Betimes, to forge ahead we must return:
Beginnings are the point we all discern
The way we might have wandered on the road,
Or how to best convey the aching load;
And so we must return unto the gloom
Of funeral bells, whose knell spelled out her doom.
    Now Christabella was the grade of girl
Who could discern a pebble from a pearl;
She, like her mother, lively, kind and bright,
Brilliant as lightning in the gloomy night,
Was sensitive to wrong: so gentle she
When pain was dealt to someone near that she
Adored, as if her own soul had been bruised,
Felt the injustice: knew that truth, abused,
Can always only damage every one
Who breathes upon this earth beneath this sun.
    Although she was confused in loss and pain
And heartbreak stormed in her like gales of rain
In hurricanes sweep homes and souls away,
When storm surge drowns all in the tempestuous bay,                                               
Still, somehow now she held a rankling sense
That someone somewhere held some grave offense.
She knew that something in these three was wrong.
Yet as a fragile sobbing girl, not strong
Enough to have Papa quite understand
That scores of snakes were slithering through the land,
That these perhaps were they, she lay it by.
She tried to hope, despite her anxious sigh:
Although there was some cautious coolness there,
Perchance they simply had no grace to care
With fine consideration: and perhaps
She felt the strangeness of those who trade caps;
Since few were magical as her Mama,
So she must trust the judgment of Papa.
    She was inclined by nature to think well
Of every homme to each mademoiselle,
And not assume the worst of anyone.
It was by trust she gradually was undone.
    Then, when they wed, she mattered not at all.
Papa was anxious.

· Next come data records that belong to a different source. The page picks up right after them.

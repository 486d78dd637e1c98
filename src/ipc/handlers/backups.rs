use std::path::PathBuf;

use serde_json::{json, Value as JsonValue};

use crate::backup;
use crate::ipc::error::{ok, toast};
use crate::ipc::helpers::*;
use crate::ipc::types::{AppState, Request};
use crate::store::Store;

fn export_bundle(params: &JsonValue) -> Result<JsonValue, HandlerErr> {
    let workspace = PathBuf::from(required_str(params, "workspacePath")?);
    let out = PathBuf::from(required_str(params, "outPath")?);

    let summary = backup::export_workspace_bundle(&workspace, &out)
        .map_err(|e| HandlerErr::new("export_failed", format!("{e:#}")))?;

    Ok(json!({
        "bundleFormat": summary.bundle_format,
        "entryCount": summary.entry_count,
        "dbSha256": summary.db_sha256,
        "toast": toast("success", "백업 파일이 저장되었습니다."),
    }))
}

fn import_bundle(state: &mut AppState, params: &JsonValue) -> Result<JsonValue, HandlerErr> {
    let workspace = PathBuf::from(required_str(params, "workspacePath")?);
    let in_path = PathBuf::from(required_str(params, "inPath")?);

    // Release the open database before the file underneath it is replaced.
    let reopen = state.workspace.as_deref() == Some(workspace.as_path());
    if reopen {
        state.store = None;
    }

    let summary = backup::import_workspace_bundle(&in_path, &workspace)
        .map_err(|e| HandlerErr::new("import_failed", format!("{e:#}")))?;

    if reopen {
        state.store = Some(Store::open(&workspace)?);
    }

    Ok(json!({
        "bundleFormatDetected": summary.bundle_format_detected,
        "toast": toast("success", "백업을 불러왔습니다."),
    }))
}

pub fn try_handle(state: &mut AppState, req: &Request) -> Option<serde_json::Value> {
    let result = match req.method.as_str() {
        "backup.exportWorkspaceBundle" => export_bundle(&req.params),
        "backup.importWorkspaceBundle" => import_bundle(state, &req.params),
        _ => return None,
    };
    Some(match result {
        Ok(value) => ok(&req.id, value),
        Err(e) => e.response(&req.id),
    })
}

Strangers filled the hall.
Confusion reigned in her tormented soul:
Her mourning still, and having no control
O'er half her life or well, indeed it all;
Her strange thoughts had mad power to appall.
She banished all those thoughts: how could she think that they
Were treating both of them like vanquished prey.

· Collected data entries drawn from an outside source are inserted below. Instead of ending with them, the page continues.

use serde_json::{json, Value as JsonValue};

use crate::ipc::error::ok;
use crate::ipc::helpers::*;
use crate::ipc::types::{AppState, Request};
use crate::seed;
use crate::store;

fn notifications_list(state: &AppState, params: &JsonValue) -> Result<JsonValue, HandlerErr> {
    let st = open_store(state)?;
    let _ = acting_user(params)?;
    let notifications = load(st, store::NOTIFICATIONS_KEY, seed::notifications)?;
    let unread = notifications.list().iter().filter(|n| !n.read).count();
    Ok(json!({
        "notifications": serde_json::to_value(notifications.list()).unwrap_or_default(),
        "unreadCount": unread,
    }))
}

fn notifications_mark_all_read(
    state: &AppState,
    params: &JsonValue,
) -> Result<JsonValue, HandlerErr> {
    let st = open_store(state)?;
    let _ = acting_user(params)?;
    let mut notifications = load(st, store::NOTIFICATIONS_KEY, seed::notifications)?;
    let ids: Vec<String> = notifications
        .list()
        .iter()
        .map(|n| n.id.clone())
        .collect();
    for id in ids {
        notifications.update(&id, |n| n.read = true);
    }
    notifications.save(st)?;
    Ok(json!({ "unreadCount": 0 }))
}

pub fn try_handle(state: &mut AppState, req: &Request) -> Option<serde_json::Value> {
    let result = match req.method.as_str() {
        "notifications.list" => notifications_list(state, &req.params),
        "notifications.markAllRead" => notifications_mark_all_read(state, &req.params),
        _ => return None,
    };
    Some(match result {
        Ok(value) => ok(&req.id, value),
        Err(e) => e.response(&req.id),
    })
}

    She reasoned dear papa was in such pain
That to beg for redemption was in vain.
So, not the whining kind, despite the pain,
She, being respectful, just did not complain.
In truth she'd known so few families that
She figured she'd been blessed before and that
This must be what most are, and that she must
Just make the best of things: depend on trust.

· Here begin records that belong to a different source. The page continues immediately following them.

use crate::ipc::error::{err, ok};
use crate::ipc::types::{AppState, Request};
use crate::seed;
use crate::store::Store;
use serde_json::json;
use std::path::PathBuf;

fn handle_health(state: &mut AppState, req: &Request) -> serde_json::Value {
    ok(
        &req.id,
        json!({
            "version": env!("CARGO_PKG_VERSION"),
            "workspacePath": state.workspace.as_ref().map(|p| p.to_string_lossy().to_string())
        }),
    )
}

fn handle_workspace_select(state: &mut AppState, req: &Request) -> serde_json::Value {
    let p = req
        .params
        .get("path")
        .and_then(|v| v.as_str())
        .map(PathBuf::from);
    let Some(path) = p else {
        return err(&req.id, "bad_params", "missing params.path", None);
    };

    match Store::open(&path) {
        Ok(store) => {
            state.workspace = Some(path.clone());
            state.store = Some(store);
            ok(&req.id, json!({ "workspacePath": path.to_string_lossy() }))
        }
        Err(e) => err(&req.id, "store_open_failed", e.to_string(), None),
    }
}

/// The fixed academy directory. Role selection happens client-side against
/// this list; there is no real authentication.
fn handle_users_list(req: &Request) -> serde_json::Value {
    let users = seed::users();
    match serde_json::to_value(&users) {
        Ok(v) => ok(&req.id, json!({ "users": v })),
        Err(e) => err(&req.id, "internal", e.to_string(), None),
    }
}

pub fn try_handle(state: &mut AppState, req: &Request) -> Option<serde_json::Value> {
    match req.method.as_str() {
        "health" => Some(handle_health(state, req)),
        "workspace.select" => Some(handle_workspace_select(state, req)),
        "users.list" => Some(handle_users_list(req)),
        _ => None,
    }
}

    Afraid she'd disappoint her dear papa,
She was obedient to her stepmama
And he? He'd no idea that she'd been banished
Beneath the eaves, and he'd assumed she'd vanished
Abashed and temperamental at the loss:
To be expected, so he wasn't cross.
    At times he missed her and then sometimes she
Reminded him of dear Mama so he
In tears could not endure her company;
Thus, at the mercy of her stepkin she
Had slid into silent obscurity,
The one that children do and women do
When so abused with their abuse unknown:
Polite society effaced them and withdrew,
Their friends dissolved and she was all alone.
    Far too ashamed to face that he'd been fooled,
Too good hearted, and too bereft: Papa was ruled
In hellish heartless whims: they sometimes praised
Him, his pathetic expectations raised
And then condemned or drowned each happy thought
In crushing condescension, thus they taught,
Him, being each one, a refined sort of hog,
Allowed to fawn just like  a beaten dog,
As long as he behaved and knew his place:
If he walked upright it was a disgrace.


    And rules, oh there were rules, and rules galore,
Rules, rules, new rules and every one a chore;
Abundant rules, conflicting rules, and rules
Unshaped and uninvented, till the rules
Unearthed themselves in some monstrous infraction
That made these three boors scold her to distraction.
    And all of this was always, so they said,
Because they loved her: weak Mama was dead,
Who spoiled and coddled her and damned her soul
Indulging all her lack of self control
Till vile moral decrepitude leaked in
To fill her, seething, with ignoble sin.
Or so they claimed, then they would whip it out;
She nary was allowed the merest pout,
And spanking, whipping, flogging, missing meals,
The worst humiliation a child feels
Most keen, inflicted with a kind of zeal
That made fear terror, and each mad ordeal,
Far beyond grace and mercy and correction,
With no kind discipline and no direction,
Just made her thankful for the lonesome cold
Where she could calm her weeping. She was told
She was so lazy: she had never "worked",
And every chore it seemed she always shirked,
And so when she was banished from her room
She mused she missed some dust rat with her broom.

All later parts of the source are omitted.